--- MATERIAL FOR THE TASK Enclosed Below ---

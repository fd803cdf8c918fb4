#![forbid(unsafe_code)]

//! Flattened key catalog over translation bundles.
//!
//! Bundles are nested JSON documents. The catalog flattens each one into
//! dotted key paths (`"faq.faqs.2.answer"`), which gives a uniform way to
//! fill missing leaves from the default language and to check that every
//! language provides the same shape.
//!
//! # Invariants
//!
//! 1. **Fallback chain terminates**: every lookup walks the chain exactly
//!    once, returning `None` if no language provides the key.
//!
//! 2. **Merge never drops data**: [`merge_fallback`] keeps every leaf of
//!    the overlay; only keys absent from the overlay are taken from the
//!    base. Lists merge index by index, so a shorter overlay list is
//!    completed from the base.
//!
//! 3. **Merge and coverage agree**: a key counts as covered by
//!    [`StringCatalog::coverage_against`] exactly when the merged document
//!    holds a leaf for it.
//!
//! 4. **Keys are deterministic**: [`StringCatalog::all_keys`] is sorted
//!    and deduplicated.
//!
//! # Failure Modes
//!
//! | Failure | Cause | Behavior |
//! |---------|-------|----------|
//! | Missing key | Key not in any language | Returns `None` |
//! | Missing language | Bundle not loaded | Falls through chain |
//! | Shorter overlay list | Fewer entries than the base | Tail taken from the base |
//! | Longer overlay list | Entries the base lacks | Reported by [`StringCatalog::extra_keys`] |
//! | Empty catalog | No bundles loaded | All lookups return `None` |

use std::collections::{BTreeMap, HashMap};
use std::fmt;

use serde_json::{Map, Value};

use crate::language::Language;

/// Errors from i18n operations.
#[derive(Debug, Clone, PartialEq, Eq)]
pub enum I18nError {
    /// A language code outside the supported set.
    UnknownLanguage(String),
    /// A bundle document could not be parsed or typed.
    ParseError { language: Language, message: String },
    /// A bundle lacks keys the default bundle provides.
    ShapeMismatch {
        language: Language,
        missing: Vec<String>,
    },
    /// A bundle carries keys the default bundle does not define.
    UnexpectedKeys {
        language: Language,
        extra: Vec<String>,
    },
}

impl fmt::Display for I18nError {
    fn fmt(&self, f: &mut fmt::Formatter<'_>) -> fmt::Result {
        match self {
            Self::UnknownLanguage(code) => write!(f, "unknown language: {code}"),
            Self::ParseError { language, message } => {
                write!(f, "parse error in '{language}' bundle: {message}")
            }
            Self::ShapeMismatch { language, missing } => write!(
                f,
                "'{language}' bundle is missing {} key(s), first: {}",
                missing.len(),
                missing.first().map(String::as_str).unwrap_or("-")
            ),
            Self::UnexpectedKeys { language, extra } => write!(
                f,
                "'{language}' bundle has {} key(s) the default lacks, first: {}",
                extra.len(),
                extra.first().map(String::as_str).unwrap_or("-")
            ),
        }
    }
}

impl std::error::Error for I18nError {}

/// Flattened leaf strings for a single language.
#[derive(Debug, Clone, Default)]
pub struct LocaleStrings {
    strings: BTreeMap<String, String>,
}

impl LocaleStrings {
    #[must_use]
    pub fn new() -> Self {
        Self::default()
    }

    /// Flatten a JSON document into dotted key paths.
    ///
    /// Strings are stored verbatim, numbers and booleans in their JSON
    /// text form. `null` leaves are skipped.
    #[must_use]
    pub fn from_json(document: &Value) -> Self {
        let mut strings = BTreeMap::new();
        flatten_into(document, &mut String::new(), &mut strings);
        Self { strings }
    }

    pub fn insert(&mut self, key: impl Into<String>, value: impl Into<String>) {
        self.strings.insert(key.into(), value.into());
    }

    #[must_use]
    pub fn get(&self, key: &str) -> Option<&str> {
        self.strings.get(key).map(String::as_str)
    }

    #[must_use]
    pub fn len(&self) -> usize {
        self.strings.len()
    }

    #[must_use]
    pub fn is_empty(&self) -> bool {
        self.strings.is_empty()
    }

    /// Keys in sorted order.
    pub fn keys(&self) -> impl Iterator<Item = &str> {
        self.strings.keys().map(String::as_str)
    }
}

fn flatten_into(value: &Value, prefix: &mut String, out: &mut BTreeMap<String, String>) {
    let push_segment = |prefix: &mut String, segment: &str| {
        let before = prefix.len();
        if !prefix.is_empty() {
            prefix.push('.');
        }
        prefix.push_str(segment);
        before
    };

    match value {
        Value::Object(map) => {
            for (key, child) in map {
                let before = push_segment(prefix, key);
                flatten_into(child, prefix, out);
                prefix.truncate(before);
            }
        }
        Value::Array(items) => {
            for (idx, child) in items.iter().enumerate() {
                let before = push_segment(prefix, &idx.to_string());
                flatten_into(child, prefix, out);
                prefix.truncate(before);
            }
        }
        Value::String(s) => {
            out.insert(prefix.clone(), s.clone());
        }
        Value::Number(n) => {
            out.insert(prefix.clone(), n.to_string());
        }
        Value::Bool(b) => {
            out.insert(prefix.clone(), b.to_string());
        }
        Value::Null => {}
    }
}

/// Deep-merge `overlay` over `base`, returning the merged document and the
/// number of leaves taken from `base`.
///
/// Objects merge key by key and arrays index by index. `null` in the
/// overlay counts as missing.
#[must_use]
pub fn merge_fallback(base: &Value, overlay: &Value) -> (Value, usize) {
    let mut filled = 0;
    let merged = merge_value(base, overlay, &mut filled);
    (merged, filled)
}

fn merge_value(base: &Value, overlay: &Value, filled: &mut usize) -> Value {
    match (base, overlay) {
        (Value::Object(b), Value::Object(o)) => {
            let mut out = Map::with_capacity(b.len().max(o.len()));
            for (key, base_child) in b {
                match o.get(key) {
                    Some(Value::Null) | None => {
                        *filled += count_leaves(base_child);
                        out.insert(key.clone(), base_child.clone());
                    }
                    Some(over_child) => {
                        out.insert(key.clone(), merge_value(base_child, over_child, filled));
                    }
                }
            }
            for (key, over_child) in o {
                if !b.contains_key(key) {
                    out.insert(key.clone(), over_child.clone());
                }
            }
            Value::Object(out)
        }
        (Value::Array(b), Value::Array(o)) => Value::Array(
            (0..b.len().max(o.len()))
                .filter_map(|idx| match (b.get(idx), o.get(idx)) {
                    (Some(bc), Some(Value::Null) | None) => {
                        *filled += count_leaves(bc);
                        Some(bc.clone())
                    }
                    (Some(bc), Some(oc)) => Some(merge_value(bc, oc, filled)),
                    (None, oc) => oc.cloned(),
                })
                .collect(),
        ),
        (_, over) => over.clone(),
    }
}

fn count_leaves(value: &Value) -> usize {
    match value {
        Value::Object(map) => map.values().map(count_leaves).sum(),
        Value::Array(items) => items.iter().map(count_leaves).sum(),
        Value::Null => 0,
        _ => 1,
    }
}

/// Catalog of flattened bundles with a language fallback chain.
///
/// # Example
///
/// ```
/// use casa_i18n::{Language, LocaleStrings, StringCatalog};
///
/// let mut catalog = StringCatalog::new();
/// let mut he = LocaleStrings::new();
/// he.insert("nav.menu", "תפריט");
/// he.insert("nav.about", "אודות");
/// let mut en = LocaleStrings::new();
/// en.insert("nav.menu", "Menu");
/// catalog.add_locale(Language::He, he);
/// catalog.add_locale(Language::En, en);
/// catalog.set_fallback_chain(vec![Language::He]);
///
/// assert_eq!(catalog.get(Language::En, "nav.menu"), Some("Menu"));
/// assert_eq!(catalog.get(Language::En, "nav.about"), Some("אודות"));
/// ```
#[derive(Debug, Clone, Default)]
pub struct StringCatalog {
    locales: HashMap<Language, LocaleStrings>,
    fallback_chain: Vec<Language>,
}

impl StringCatalog {
    #[must_use]
    pub fn new() -> Self {
        Self::default()
    }

    pub fn add_locale(&mut self, language: Language, strings: LocaleStrings) {
        self.locales.insert(language, strings);
    }

    /// Set the chain tried in order when a key is missing.
    pub fn set_fallback_chain(&mut self, chain: Vec<Language>) {
        self.fallback_chain = chain;
    }

    /// Look up a flattened key, walking the fallback chain once.
    #[must_use]
    pub fn get(&self, language: Language, key: &str) -> Option<&str> {
        if let Some(found) = self.get_own(language, key) {
            return Some(found);
        }
        self.fallback_chain
            .iter()
            .filter(|&&fallback| fallback != language)
            .find_map(|&fallback| self.get_own(fallback, key))
    }

    /// Look up a key in one language only.
    #[must_use]
    pub fn get_own(&self, language: Language, key: &str) -> Option<&str> {
        self.locales.get(&language).and_then(|ls| ls.get(key))
    }

    /// Registered languages, sorted.
    #[must_use]
    pub fn locales(&self) -> Vec<Language> {
        let mut langs: Vec<Language> = self.locales.keys().copied().collect();
        langs.sort_unstable();
        langs
    }

    /// All unique keys across every language, sorted.
    #[must_use]
    pub fn all_keys(&self) -> Vec<String> {
        let mut keys: Vec<String> = self
            .locales
            .values()
            .flat_map(|ls| ls.keys().map(String::from))
            .collect();
        keys.sort_unstable();
        keys.dedup();
        keys
    }

    /// Keys from `reference_keys` that `language` cannot resolve, even
    /// through the fallback chain. Sorted.
    #[must_use]
    pub fn missing_keys(&self, language: Language, reference_keys: &[&str]) -> Vec<String> {
        let mut missing: Vec<String> = reference_keys
            .iter()
            .filter(|key| self.get(language, key).is_none())
            .map(|key| (*key).to_string())
            .collect();
        missing.sort_unstable();
        missing
    }

    /// Keys `language` defines that `reference` does not. Sorted.
    #[must_use]
    pub fn extra_keys(&self, language: Language, reference: Language) -> Vec<String> {
        let Some(own) = self.locales.get(&language) else {
            return Vec::new();
        };
        own.keys()
            .filter(|key| self.get_own(reference, key).is_none())
            .map(String::from)
            .collect()
    }

    /// Coverage of every language against the union of all keys.
    #[must_use]
    pub fn coverage_report(&self) -> CoverageReport {
        let all = self.all_keys();
        let ref_keys: Vec<&str> = all.iter().map(String::as_str).collect();
        self.coverage_for(&ref_keys)
    }

    /// Coverage of every language against the keys of `reference`, the
    /// language whose document defines the shape.
    #[must_use]
    pub fn coverage_against(&self, reference: Language) -> CoverageReport {
        let ref_keys: Vec<&str> = self
            .locales
            .get(&reference)
            .map(|ls| ls.keys().collect())
            .unwrap_or_default();
        self.coverage_for(&ref_keys)
    }

    fn coverage_for(&self, ref_keys: &[&str]) -> CoverageReport {
        let total = ref_keys.len();

        let locales = self
            .locales()
            .into_iter()
            .map(|language| {
                let missing = self.missing_keys(language, ref_keys);
                let inherited = ref_keys
                    .iter()
                    .filter(|key| {
                        self.get_own(language, key).is_none() && self.get(language, key).is_some()
                    })
                    .count();
                let present = total.saturating_sub(missing.len());
                let coverage_percent = if total == 0 {
                    100.0
                } else {
                    (present as f32 / total as f32) * 100.0
                };
                LocaleCoverage {
                    language,
                    present,
                    inherited,
                    missing,
                    coverage_percent,
                }
            })
            .collect();

        CoverageReport {
            total_keys: total,
            locales,
        }
    }
}

/// Coverage report for a catalog.
#[derive(Debug, Clone)]
pub struct CoverageReport {
    /// Total number of unique keys across all languages.
    pub total_keys: usize,
    /// Per-language coverage, sorted by language.
    pub locales: Vec<LocaleCoverage>,
}

impl CoverageReport {
    #[must_use]
    pub fn for_language(&self, language: Language) -> Option<&LocaleCoverage> {
        self.locales.iter().find(|lc| lc.language == language)
    }

    /// Whether every language resolves every key.
    #[must_use]
    pub fn is_complete(&self) -> bool {
        self.locales.iter().all(|lc| lc.missing.is_empty())
    }
}

/// Per-language coverage statistics.
#[derive(Debug, Clone)]
pub struct LocaleCoverage {
    pub language: Language,
    /// Reference keys resolvable (own or via fallback).
    pub present: usize,
    /// Keys resolvable only through the fallback chain.
    pub inherited: usize,
    /// Keys not resolvable at all.
    pub missing: Vec<String>,
    /// Coverage as a percentage (0.0–100.0).
    pub coverage_percent: f32,
}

--- End of Enclosed MATERIAL FOR THE TASK ---

### WHAT THE TASK ASKS
Please reproduce, exactly as written, the lines of the records from the first line through the one containing "uniform way to".

### THE COMPLETED TASK
repository fd803cdf8c918fb4
#![forbid(unsafe_code)]

//! Flattened key catalog over translation bundles.
//!
//! Bundles are nested JSON documents. The catalog flattens each one into
//! dotted key paths (`"faq.faqs.2.answer"`), which gives a uniform way to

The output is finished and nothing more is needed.